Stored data
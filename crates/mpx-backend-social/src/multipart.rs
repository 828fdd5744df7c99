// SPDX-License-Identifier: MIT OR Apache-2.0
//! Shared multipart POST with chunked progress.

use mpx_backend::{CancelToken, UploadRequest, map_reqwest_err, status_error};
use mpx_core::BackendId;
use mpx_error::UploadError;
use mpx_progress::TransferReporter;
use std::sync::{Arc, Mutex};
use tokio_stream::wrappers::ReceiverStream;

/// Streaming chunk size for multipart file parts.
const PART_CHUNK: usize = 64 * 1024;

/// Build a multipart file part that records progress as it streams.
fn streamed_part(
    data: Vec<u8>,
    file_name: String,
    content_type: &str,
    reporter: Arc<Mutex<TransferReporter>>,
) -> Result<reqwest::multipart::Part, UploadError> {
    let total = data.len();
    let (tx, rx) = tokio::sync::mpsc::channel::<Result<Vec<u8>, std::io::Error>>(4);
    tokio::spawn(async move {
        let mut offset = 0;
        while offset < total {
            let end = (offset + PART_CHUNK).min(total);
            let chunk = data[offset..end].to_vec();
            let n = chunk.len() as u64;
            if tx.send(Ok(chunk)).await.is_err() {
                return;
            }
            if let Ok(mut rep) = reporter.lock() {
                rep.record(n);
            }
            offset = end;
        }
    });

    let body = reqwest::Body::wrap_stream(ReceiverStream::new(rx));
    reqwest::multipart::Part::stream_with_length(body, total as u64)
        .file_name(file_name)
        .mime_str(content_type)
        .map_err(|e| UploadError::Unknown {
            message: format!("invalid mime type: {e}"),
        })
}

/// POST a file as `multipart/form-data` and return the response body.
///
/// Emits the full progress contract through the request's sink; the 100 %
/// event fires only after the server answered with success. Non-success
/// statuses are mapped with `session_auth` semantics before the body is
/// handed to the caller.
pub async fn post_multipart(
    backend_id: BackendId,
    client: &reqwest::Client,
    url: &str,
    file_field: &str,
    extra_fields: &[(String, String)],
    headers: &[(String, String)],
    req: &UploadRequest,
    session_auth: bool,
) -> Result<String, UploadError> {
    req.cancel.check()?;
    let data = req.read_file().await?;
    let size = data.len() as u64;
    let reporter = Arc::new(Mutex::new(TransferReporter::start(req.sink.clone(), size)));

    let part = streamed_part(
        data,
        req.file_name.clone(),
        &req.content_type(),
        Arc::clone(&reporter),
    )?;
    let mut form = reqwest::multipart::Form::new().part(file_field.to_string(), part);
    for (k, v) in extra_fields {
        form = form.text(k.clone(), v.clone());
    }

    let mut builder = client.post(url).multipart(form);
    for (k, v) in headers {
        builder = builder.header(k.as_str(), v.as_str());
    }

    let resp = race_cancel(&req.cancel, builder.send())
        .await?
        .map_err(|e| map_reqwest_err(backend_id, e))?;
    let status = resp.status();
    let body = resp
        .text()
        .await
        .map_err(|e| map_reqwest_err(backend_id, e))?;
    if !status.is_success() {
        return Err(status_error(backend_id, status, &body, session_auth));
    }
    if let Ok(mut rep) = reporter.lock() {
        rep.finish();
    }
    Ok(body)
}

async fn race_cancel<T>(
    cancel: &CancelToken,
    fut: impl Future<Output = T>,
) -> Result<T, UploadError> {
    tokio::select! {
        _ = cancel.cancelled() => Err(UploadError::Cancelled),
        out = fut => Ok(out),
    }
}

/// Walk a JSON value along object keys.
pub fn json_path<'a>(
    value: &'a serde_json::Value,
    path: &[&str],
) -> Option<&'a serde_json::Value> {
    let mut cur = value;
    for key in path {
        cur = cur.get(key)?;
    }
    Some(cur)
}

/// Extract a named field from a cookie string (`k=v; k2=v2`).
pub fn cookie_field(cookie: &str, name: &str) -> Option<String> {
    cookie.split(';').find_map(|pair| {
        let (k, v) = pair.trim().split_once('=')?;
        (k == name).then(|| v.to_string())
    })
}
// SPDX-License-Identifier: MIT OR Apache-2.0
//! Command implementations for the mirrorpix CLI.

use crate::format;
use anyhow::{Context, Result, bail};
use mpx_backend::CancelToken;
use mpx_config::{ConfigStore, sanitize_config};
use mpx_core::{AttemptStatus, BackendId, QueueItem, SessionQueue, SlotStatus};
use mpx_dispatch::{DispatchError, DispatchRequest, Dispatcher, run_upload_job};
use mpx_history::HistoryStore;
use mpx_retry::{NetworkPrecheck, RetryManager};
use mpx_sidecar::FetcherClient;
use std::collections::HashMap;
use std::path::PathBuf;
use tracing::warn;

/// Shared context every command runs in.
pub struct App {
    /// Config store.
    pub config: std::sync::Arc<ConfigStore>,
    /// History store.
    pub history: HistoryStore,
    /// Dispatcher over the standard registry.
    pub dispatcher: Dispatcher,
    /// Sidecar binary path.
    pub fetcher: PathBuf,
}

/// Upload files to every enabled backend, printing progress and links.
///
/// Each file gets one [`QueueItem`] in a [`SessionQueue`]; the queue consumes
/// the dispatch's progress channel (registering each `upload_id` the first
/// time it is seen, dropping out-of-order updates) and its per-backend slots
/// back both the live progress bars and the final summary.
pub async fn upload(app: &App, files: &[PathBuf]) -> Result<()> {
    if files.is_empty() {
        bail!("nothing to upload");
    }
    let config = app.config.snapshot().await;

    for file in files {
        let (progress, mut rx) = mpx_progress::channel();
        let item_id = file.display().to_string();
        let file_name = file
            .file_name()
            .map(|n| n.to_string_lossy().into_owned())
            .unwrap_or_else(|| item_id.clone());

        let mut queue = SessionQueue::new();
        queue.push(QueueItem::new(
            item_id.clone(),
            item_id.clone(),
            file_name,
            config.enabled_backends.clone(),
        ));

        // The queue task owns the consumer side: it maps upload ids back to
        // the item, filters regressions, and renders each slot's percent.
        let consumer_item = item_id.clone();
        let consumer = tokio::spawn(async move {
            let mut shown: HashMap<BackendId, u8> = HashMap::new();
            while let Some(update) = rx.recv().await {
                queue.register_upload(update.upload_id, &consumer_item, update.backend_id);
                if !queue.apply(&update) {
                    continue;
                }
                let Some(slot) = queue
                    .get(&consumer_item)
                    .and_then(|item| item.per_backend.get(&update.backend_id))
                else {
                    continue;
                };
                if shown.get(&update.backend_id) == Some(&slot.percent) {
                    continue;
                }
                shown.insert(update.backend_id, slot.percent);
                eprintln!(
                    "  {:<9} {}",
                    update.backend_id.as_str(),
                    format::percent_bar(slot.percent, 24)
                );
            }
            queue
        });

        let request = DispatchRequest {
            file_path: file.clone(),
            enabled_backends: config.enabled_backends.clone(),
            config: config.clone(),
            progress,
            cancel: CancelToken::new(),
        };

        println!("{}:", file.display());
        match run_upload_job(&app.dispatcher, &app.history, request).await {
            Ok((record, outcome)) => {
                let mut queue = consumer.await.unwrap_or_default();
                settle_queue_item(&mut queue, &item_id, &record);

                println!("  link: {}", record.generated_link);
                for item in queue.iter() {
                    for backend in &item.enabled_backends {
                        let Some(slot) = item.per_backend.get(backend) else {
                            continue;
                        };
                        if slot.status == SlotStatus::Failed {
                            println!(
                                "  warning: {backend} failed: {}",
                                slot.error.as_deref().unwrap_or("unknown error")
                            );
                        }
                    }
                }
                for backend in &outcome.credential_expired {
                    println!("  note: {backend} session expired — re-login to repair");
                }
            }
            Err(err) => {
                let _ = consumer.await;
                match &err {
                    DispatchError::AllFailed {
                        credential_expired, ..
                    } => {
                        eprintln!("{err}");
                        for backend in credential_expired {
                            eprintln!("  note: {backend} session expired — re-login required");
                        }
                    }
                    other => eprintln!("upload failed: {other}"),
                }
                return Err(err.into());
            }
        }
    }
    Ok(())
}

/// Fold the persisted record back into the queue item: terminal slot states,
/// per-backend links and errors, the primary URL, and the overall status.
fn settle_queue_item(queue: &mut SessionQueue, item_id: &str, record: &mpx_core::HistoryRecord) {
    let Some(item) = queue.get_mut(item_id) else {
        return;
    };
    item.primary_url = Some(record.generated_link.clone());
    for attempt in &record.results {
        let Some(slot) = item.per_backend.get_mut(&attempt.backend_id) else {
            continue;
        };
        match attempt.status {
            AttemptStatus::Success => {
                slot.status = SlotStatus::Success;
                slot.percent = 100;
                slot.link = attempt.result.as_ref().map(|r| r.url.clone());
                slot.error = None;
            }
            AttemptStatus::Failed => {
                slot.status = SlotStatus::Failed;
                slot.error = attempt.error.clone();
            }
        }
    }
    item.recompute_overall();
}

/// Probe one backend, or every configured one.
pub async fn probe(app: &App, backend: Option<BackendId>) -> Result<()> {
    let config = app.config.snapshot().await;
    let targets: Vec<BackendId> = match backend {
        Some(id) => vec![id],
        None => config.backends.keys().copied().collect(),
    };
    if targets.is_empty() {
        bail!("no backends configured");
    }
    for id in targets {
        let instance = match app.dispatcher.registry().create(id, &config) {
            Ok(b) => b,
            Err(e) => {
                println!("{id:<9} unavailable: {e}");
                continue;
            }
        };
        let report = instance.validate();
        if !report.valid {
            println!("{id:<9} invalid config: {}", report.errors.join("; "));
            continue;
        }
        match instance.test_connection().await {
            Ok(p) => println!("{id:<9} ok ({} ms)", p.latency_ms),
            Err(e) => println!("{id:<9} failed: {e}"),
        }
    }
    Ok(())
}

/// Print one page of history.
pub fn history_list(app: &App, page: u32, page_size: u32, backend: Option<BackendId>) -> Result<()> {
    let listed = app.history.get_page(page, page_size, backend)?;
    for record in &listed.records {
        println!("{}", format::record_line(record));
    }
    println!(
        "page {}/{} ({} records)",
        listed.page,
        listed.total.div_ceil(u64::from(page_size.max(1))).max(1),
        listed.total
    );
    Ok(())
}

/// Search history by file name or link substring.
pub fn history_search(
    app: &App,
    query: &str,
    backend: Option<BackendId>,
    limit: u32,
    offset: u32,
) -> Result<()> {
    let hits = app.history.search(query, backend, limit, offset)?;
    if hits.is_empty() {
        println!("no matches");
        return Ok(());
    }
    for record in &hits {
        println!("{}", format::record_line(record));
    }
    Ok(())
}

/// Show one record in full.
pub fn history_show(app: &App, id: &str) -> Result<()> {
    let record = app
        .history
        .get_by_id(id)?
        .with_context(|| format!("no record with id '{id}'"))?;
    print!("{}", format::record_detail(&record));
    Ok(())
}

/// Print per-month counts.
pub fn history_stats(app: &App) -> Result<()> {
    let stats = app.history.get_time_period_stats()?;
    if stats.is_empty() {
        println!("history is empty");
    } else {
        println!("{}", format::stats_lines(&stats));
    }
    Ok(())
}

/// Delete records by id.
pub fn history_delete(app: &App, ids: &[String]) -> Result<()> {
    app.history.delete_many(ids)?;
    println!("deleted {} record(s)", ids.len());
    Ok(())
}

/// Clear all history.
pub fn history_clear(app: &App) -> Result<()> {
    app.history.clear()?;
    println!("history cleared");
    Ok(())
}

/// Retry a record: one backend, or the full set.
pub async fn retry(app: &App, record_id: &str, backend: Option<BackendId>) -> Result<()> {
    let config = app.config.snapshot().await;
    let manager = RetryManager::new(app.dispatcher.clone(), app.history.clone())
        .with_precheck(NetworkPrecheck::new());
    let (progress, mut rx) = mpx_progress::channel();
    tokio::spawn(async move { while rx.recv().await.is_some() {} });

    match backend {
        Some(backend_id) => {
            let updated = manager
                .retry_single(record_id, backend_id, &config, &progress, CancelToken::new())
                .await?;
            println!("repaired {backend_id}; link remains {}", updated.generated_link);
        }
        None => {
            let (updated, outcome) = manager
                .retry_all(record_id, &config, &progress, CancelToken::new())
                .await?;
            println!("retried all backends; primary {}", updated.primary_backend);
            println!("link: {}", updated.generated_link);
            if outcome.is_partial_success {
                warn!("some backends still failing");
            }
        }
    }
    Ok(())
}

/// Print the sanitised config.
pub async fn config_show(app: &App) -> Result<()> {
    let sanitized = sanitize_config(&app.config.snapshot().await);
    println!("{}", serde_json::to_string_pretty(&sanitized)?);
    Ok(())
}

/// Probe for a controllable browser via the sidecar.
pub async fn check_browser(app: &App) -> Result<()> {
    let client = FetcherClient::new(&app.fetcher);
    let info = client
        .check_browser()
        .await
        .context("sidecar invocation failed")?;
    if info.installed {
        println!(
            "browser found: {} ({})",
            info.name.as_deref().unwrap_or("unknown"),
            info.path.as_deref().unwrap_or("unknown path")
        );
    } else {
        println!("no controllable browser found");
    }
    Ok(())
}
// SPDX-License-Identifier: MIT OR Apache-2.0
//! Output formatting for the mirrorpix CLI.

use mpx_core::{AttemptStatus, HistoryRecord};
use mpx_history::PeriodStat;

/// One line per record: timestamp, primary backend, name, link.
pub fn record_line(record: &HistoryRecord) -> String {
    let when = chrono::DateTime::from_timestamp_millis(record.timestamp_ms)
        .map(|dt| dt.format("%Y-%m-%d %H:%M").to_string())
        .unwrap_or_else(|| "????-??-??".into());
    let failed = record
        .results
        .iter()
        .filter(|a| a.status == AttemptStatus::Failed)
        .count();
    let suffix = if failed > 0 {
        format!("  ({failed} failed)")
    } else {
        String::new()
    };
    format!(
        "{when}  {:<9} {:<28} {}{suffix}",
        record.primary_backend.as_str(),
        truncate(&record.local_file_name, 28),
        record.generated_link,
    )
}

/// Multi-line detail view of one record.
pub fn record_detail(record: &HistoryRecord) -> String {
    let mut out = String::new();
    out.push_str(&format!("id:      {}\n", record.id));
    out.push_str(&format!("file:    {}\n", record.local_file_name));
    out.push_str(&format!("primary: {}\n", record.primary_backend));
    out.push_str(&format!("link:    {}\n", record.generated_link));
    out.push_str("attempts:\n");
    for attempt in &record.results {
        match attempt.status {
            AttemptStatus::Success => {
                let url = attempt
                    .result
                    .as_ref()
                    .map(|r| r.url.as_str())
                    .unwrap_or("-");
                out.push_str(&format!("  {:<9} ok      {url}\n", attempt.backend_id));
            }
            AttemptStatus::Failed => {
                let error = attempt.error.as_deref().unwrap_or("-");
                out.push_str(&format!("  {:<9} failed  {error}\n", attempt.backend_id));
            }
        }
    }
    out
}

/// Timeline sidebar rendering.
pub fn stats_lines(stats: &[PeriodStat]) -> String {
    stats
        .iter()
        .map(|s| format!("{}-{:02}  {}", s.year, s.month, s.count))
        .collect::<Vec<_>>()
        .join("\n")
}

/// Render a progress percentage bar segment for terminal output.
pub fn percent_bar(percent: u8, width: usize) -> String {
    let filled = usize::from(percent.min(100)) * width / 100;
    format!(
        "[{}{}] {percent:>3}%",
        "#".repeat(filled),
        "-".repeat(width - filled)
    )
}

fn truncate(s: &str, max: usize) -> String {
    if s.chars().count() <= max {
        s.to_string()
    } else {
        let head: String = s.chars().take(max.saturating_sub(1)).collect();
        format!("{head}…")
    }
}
---
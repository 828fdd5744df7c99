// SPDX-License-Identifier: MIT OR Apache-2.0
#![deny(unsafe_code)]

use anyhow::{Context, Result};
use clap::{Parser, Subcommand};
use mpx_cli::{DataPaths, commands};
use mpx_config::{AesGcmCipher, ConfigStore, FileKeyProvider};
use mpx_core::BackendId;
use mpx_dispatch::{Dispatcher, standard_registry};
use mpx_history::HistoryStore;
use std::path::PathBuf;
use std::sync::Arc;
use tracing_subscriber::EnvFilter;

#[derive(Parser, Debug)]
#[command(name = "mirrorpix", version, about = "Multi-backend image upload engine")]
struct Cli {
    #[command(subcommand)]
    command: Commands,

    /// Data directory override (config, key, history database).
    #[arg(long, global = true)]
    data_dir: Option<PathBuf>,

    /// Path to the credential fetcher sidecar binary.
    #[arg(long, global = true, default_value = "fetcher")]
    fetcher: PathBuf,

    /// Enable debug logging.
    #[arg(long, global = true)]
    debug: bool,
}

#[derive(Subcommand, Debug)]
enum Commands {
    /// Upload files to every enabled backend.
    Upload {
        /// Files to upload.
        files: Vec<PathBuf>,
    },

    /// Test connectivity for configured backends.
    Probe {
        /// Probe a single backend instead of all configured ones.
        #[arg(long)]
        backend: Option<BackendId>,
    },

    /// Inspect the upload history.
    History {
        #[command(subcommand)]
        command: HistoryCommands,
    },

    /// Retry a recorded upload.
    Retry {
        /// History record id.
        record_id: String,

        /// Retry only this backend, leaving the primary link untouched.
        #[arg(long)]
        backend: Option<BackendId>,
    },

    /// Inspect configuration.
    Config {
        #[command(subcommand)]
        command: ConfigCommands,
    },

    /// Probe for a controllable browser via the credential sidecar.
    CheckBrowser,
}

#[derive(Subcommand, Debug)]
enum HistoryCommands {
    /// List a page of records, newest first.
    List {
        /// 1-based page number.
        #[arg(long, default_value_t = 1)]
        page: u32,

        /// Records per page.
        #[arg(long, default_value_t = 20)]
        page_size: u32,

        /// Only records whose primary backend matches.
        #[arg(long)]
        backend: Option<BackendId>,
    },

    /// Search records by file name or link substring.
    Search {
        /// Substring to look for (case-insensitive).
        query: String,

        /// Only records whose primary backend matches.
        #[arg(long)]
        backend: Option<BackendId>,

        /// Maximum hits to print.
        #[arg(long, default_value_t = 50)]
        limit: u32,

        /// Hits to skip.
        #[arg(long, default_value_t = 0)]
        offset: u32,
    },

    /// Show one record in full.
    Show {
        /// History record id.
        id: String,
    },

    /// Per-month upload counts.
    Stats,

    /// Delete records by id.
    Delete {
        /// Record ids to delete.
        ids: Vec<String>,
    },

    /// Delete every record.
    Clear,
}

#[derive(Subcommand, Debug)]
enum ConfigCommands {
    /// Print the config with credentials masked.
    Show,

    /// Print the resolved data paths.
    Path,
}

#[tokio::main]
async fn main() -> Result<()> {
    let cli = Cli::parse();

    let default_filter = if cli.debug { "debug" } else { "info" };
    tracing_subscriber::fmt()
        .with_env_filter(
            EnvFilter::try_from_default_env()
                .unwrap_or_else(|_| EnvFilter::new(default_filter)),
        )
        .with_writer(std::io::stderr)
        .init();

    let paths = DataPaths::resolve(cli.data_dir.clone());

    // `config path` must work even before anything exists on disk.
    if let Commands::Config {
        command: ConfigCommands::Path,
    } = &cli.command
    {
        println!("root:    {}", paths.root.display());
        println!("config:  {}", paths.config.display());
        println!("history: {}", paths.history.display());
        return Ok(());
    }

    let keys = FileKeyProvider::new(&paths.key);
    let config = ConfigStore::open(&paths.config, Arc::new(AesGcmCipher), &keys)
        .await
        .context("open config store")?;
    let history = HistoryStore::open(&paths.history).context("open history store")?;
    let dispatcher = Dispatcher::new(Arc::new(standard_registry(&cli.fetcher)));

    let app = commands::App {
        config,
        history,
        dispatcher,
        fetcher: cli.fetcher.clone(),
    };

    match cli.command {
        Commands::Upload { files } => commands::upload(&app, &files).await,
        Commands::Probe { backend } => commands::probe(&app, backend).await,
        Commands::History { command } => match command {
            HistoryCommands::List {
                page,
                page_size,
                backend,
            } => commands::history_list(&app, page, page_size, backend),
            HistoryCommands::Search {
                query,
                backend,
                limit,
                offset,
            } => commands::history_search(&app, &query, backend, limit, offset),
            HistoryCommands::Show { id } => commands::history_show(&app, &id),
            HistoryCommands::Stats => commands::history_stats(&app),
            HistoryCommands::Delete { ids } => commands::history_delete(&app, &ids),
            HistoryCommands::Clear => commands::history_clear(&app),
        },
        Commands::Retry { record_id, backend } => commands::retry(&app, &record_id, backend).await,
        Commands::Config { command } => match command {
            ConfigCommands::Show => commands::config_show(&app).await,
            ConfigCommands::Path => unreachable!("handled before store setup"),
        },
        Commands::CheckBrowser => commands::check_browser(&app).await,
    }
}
...
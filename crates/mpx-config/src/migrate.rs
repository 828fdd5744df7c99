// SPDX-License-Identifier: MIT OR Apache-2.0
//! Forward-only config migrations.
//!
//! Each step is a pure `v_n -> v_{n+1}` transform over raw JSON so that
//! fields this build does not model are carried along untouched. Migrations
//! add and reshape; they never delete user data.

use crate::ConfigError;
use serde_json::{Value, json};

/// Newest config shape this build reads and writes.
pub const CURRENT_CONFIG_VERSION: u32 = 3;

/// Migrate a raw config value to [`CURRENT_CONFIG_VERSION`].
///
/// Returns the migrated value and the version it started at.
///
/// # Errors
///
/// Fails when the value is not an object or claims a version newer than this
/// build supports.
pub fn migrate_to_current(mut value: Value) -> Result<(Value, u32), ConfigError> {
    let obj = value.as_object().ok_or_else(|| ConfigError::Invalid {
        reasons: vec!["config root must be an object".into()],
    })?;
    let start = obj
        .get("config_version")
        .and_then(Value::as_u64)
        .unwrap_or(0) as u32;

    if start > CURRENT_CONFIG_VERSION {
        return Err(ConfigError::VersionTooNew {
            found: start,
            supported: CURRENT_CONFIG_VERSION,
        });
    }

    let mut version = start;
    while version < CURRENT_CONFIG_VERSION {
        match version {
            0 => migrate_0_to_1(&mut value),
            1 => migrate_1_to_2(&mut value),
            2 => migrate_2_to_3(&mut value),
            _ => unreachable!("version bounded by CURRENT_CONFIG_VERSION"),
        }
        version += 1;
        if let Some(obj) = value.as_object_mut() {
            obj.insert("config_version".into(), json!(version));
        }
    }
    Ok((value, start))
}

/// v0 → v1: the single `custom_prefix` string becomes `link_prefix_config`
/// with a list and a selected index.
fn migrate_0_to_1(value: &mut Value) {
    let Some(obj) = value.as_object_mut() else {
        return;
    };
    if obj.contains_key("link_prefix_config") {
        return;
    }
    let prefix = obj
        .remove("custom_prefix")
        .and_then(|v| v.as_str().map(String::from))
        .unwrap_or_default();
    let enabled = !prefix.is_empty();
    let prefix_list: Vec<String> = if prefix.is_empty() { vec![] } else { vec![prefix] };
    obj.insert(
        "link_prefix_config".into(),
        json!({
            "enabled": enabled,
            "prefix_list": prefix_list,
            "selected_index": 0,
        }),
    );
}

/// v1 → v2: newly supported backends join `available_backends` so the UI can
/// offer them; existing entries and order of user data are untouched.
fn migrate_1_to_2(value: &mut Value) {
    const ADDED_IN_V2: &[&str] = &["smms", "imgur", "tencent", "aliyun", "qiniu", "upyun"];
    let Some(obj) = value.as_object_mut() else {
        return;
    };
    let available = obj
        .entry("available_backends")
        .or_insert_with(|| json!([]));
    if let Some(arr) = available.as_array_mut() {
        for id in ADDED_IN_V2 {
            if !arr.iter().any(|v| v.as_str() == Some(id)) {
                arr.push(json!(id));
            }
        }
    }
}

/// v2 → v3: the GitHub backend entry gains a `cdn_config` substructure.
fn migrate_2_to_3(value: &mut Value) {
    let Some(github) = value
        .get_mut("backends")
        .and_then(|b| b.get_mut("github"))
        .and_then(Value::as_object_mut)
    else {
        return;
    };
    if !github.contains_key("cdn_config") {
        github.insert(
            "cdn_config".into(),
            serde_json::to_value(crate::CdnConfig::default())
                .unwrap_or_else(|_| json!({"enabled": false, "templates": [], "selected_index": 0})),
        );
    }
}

_WHAT YOU HAVE TO DO_. What is needed is a count of the lines in the data that contain the word "while"; please give it and no other words.

_WRITTEN ANSWER_. 4